Start of Provided records
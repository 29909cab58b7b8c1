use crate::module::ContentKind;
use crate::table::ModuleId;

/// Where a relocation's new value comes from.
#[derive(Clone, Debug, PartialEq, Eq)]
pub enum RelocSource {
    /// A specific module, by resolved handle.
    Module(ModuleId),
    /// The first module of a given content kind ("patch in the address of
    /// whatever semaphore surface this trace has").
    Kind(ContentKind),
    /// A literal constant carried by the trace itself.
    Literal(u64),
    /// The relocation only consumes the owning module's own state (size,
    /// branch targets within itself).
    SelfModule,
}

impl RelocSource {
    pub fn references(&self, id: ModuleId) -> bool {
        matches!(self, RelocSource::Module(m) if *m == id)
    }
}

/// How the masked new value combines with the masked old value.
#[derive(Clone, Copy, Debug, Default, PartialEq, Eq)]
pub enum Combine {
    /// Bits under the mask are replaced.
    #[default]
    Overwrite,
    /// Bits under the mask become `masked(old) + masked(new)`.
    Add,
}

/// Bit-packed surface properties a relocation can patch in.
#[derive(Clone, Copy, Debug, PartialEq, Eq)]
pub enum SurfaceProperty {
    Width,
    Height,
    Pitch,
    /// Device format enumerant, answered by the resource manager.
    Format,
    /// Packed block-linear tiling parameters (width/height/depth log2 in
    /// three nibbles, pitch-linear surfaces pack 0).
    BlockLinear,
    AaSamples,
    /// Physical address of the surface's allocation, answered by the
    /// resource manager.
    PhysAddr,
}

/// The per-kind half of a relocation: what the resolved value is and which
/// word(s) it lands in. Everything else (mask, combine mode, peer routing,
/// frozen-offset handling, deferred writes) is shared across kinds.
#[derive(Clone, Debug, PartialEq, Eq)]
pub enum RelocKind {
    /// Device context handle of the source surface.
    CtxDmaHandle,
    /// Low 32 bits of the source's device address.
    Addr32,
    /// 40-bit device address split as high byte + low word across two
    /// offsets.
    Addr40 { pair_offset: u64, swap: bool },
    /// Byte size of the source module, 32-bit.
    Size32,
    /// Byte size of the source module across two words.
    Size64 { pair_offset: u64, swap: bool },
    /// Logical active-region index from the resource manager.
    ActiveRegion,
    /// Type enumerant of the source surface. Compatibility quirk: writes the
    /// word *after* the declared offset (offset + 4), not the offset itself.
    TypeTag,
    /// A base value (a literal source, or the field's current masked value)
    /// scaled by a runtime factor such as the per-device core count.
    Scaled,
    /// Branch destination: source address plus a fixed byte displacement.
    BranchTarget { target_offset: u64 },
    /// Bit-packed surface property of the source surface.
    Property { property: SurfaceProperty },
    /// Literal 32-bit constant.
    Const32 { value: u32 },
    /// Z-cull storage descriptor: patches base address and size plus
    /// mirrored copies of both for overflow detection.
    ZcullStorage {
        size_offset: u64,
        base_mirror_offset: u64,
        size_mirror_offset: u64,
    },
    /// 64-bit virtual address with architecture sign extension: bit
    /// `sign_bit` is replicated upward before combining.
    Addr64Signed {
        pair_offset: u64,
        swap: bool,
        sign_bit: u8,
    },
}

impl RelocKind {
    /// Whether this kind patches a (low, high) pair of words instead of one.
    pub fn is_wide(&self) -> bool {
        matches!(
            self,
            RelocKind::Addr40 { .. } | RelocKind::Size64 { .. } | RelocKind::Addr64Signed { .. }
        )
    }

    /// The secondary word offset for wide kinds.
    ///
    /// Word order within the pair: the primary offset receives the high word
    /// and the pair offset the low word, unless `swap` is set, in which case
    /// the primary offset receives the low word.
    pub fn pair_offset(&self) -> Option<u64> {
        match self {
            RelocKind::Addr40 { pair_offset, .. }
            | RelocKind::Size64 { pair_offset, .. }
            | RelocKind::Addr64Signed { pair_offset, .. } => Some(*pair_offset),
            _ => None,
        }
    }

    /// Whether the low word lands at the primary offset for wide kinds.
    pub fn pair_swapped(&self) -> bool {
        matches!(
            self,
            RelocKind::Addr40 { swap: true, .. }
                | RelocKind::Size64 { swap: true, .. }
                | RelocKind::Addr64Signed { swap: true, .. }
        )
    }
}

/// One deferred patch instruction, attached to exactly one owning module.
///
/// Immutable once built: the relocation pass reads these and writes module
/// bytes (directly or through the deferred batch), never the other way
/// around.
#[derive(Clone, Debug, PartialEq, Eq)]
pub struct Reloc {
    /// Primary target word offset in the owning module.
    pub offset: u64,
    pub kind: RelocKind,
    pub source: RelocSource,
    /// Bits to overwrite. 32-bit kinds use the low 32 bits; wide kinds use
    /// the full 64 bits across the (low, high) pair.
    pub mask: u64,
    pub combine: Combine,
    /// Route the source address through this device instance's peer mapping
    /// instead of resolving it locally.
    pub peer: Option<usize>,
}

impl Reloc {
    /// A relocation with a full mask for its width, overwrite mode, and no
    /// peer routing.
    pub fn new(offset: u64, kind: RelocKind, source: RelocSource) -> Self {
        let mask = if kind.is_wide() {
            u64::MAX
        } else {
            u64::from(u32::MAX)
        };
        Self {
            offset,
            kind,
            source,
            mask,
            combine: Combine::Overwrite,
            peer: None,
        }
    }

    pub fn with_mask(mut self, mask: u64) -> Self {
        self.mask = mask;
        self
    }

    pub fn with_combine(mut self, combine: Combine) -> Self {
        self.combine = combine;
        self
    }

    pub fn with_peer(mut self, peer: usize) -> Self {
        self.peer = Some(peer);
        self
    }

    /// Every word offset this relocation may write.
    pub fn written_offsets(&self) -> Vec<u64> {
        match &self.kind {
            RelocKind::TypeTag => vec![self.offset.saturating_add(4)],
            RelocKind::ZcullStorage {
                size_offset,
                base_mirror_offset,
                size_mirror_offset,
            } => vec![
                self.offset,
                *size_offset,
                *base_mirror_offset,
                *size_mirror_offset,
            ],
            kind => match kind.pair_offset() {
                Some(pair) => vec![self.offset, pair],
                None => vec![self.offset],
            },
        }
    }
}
End of Provided records
• [Exercise aim]: Output the records once more, exactly as they stand.

• [Answer space]:
repository 29909cab58b7b8c1
use crate::module::ContentKind;
use crate::table::ModuleId;

/// Where a relocation's new value comes from.
#[derive(Clone, Debug, PartialEq, Eq)]
pub enum RelocSource {
    /// A specific module, by resolved handle.
    Module(ModuleId),
    /// The first module of a given content kind ("patch in the address of
    /// whatever semaphore surface this trace has").
    Kind(ContentKind),
    /// A literal constant carried by the trace itself.
    Literal(u64),
    /// The relocation only consumes the owning module's own state (size,
    /// branch targets within itself).
    SelfModule,
}

impl RelocSource {
    pub fn references(&self, id: ModuleId) -> bool {
        matches!(self, RelocSource::Module(m) if *m == id)
    }
}

/// How the masked new value combines with the masked old value.
#[derive(Clone, Copy, Debug, Default, PartialEq, Eq)]
pub enum Combine {
    /// Bits under the mask are replaced.
    #[default]
    Overwrite,
    /// Bits under the mask become `masked(old) + masked(new)`.
    Add,
}

/// Bit-packed surface properties a relocation can patch in.
#[derive(Clone, Copy, Debug, PartialEq, Eq)]
pub enum SurfaceProperty {
    Width,
    Height,
    Pitch,
    /// Device format enumerant, answered by the resource manager.
    Format,
    /// Packed block-linear tiling parameters (width/height/depth log2 in
    /// three nibbles, pitch-linear surfaces pack 0).
    BlockLinear,
    AaSamples,
    /// Physical address of the surface's allocation, answered by the
    /// resource manager.
    PhysAddr,
}

/// The per-kind half of a relocation: what the resolved value is and which
/// word(s) it lands in. Everything else (mask, combine mode, peer routing,
/// frozen-offset handling, deferred writes) is shared across kinds.
#[derive(Clone, Debug, PartialEq, Eq)]
pub enum RelocKind {
    /// Device context handle of the source surface.
    CtxDmaHandle,
    /// Low 32 bits of the source's device address.
    Addr32,
    /// 40-bit device address split as high byte + low word across two
    /// offsets.
    Addr40 { pair_offset: u64, swap: bool },
    /// Byte size of the source module, 32-bit.
    Size32,
    /// Byte size of the source module across two words.
    Size64 { pair_offset: u64, swap: bool },
    /// Logical active-region index from the resource manager.
    ActiveRegion,
    /// Type enumerant of the source surface. Compatibility quirk: writes the
    /// word *after* the declared offset (offset + 4), not the offset itself.
    TypeTag,
    /// A base value (a literal source, or the field's current masked value)
    /// scaled by a runtime factor such as the per-device core count.
    Scaled,
    /// Branch destination: source address plus a fixed byte displacement.
    BranchTarget { target_offset: u64 },
    /// Bit-packed surface property of the source surface.
    Property { property: SurfaceProperty },
    /// Literal 32-bit constant.
    Const32 { value: u32 },
    /// Z-cull storage descriptor: patches base address and size plus
    /// mirrored copies of both for overflow detection.
    ZcullStorage {
        size_offset: u64,
        base_mirror_offset: u64,
        size_mirror_offset: u64,
    },
    /// 64-bit virtual address with architecture sign extension: bit
    /// `sign_bit` is replicated upward before combining.
    Addr64Signed {
        pair_offset: u64,
        swap: bool,
        sign_bit: u8,
    },
}

impl RelocKind {
    /// Whether this kind patches a (low, high) pair of words instead of one.
    pub fn is_wide(&self) -> bool {
        matches!(
            self,
            RelocKind::Addr40 { .. } | RelocKind::Size64 { .. } | RelocKind::Addr64Signed { .. }
        )
    }

    /// The secondary word offset for wide kinds.
    ///
    /// Word order within the pair: the primary offset receives the high word
    /// and the pair offset the low word, unless `swap` is set, in which case
    /// the primary offset receives the low word.
    pub fn pair_offset(&self) -> Option<u64> {
        match self {
            RelocKind::Addr40 { pair_offset, .. }
            | RelocKind::Size64 { pair_offset, .. }
            | RelocKind::Addr64Signed { pair_offset, .. } => Some(*pair_offset),
            _ => None,
        }
    }

    /// Whether the low word lands at the primary offset for wide kinds.
    pub fn pair_swapped(&self) -> bool {
        matches!(
            self,
            RelocKind::Addr40 { swap: true, .. }
                | RelocKind::Size64 { swap: true, .. }
                | RelocKind::Addr64Signed { swap: true, .. }
        )
    }
}

/// One deferred patch instruction, attached to exactly one owning module.
///
/// Immutable once built: the relocation pass reads these and writes module
/// bytes (directly or through the deferred batch), never the other way
/// around.
#[derive(Clone, Debug, PartialEq, Eq)]
pub struct Reloc {
    /// Primary target word offset in the owning module.
    pub offset: u64,
    pub kind: RelocKind,
    pub source: RelocSource,
    /// Bits to overwrite. 32-bit kinds use the low 32 bits; wide kinds use
    /// the full 64 bits across the (low, high) pair.
    pub mask: u64,
    pub combine: Combine,
    /// Route the source address through this device instance's peer mapping
    /// instead of resolving it locally.
    pub peer: Option<usize>,
}

impl Reloc {
    /// A relocation with a full mask for its width, overwrite mode, and no
    /// peer routing.
    pub fn new(offset: u64, kind: RelocKind, source: RelocSource) -> Self {
        let mask = if kind.is_wide() {
            u64::MAX
        } else {
            u64::from(u32::MAX)
        };
        Self {
            offset,
            kind,
            source,
            mask,
            combine: Combine::Overwrite,
            peer: None,
        }
    }

    pub fn with_mask(mut self, mask: u64) -> Self {
        self.mask = mask;
        self
    }

    pub fn with_combine(mut self, combine: Combine) -> Self {
        self.combine = combine;
        self
    }

    pub fn with_peer(mut self, peer: usize) -> Self {
        self.peer = Some(peer);
        self
    }

    /// Every word offset this relocation may write.
    pub fn written_offsets(&self) -> Vec<u64> {
        match &self.kind {
            RelocKind::TypeTag => vec![self.offset.saturating_add(4)],
            RelocKind::ZcullStorage {
                size_offset,
                base_mirror_offset,
                size_mirror_offset,
            } => vec![
                self.offset,
                *size_offset,
                *base_mirror_offset,
                *size_mirror_offset,
            ],
            kind => match kind.pair_offset() {
                Some(pair) => vec![self.offset, pair],
                None => vec![self.offset],
            },
        }
    }
}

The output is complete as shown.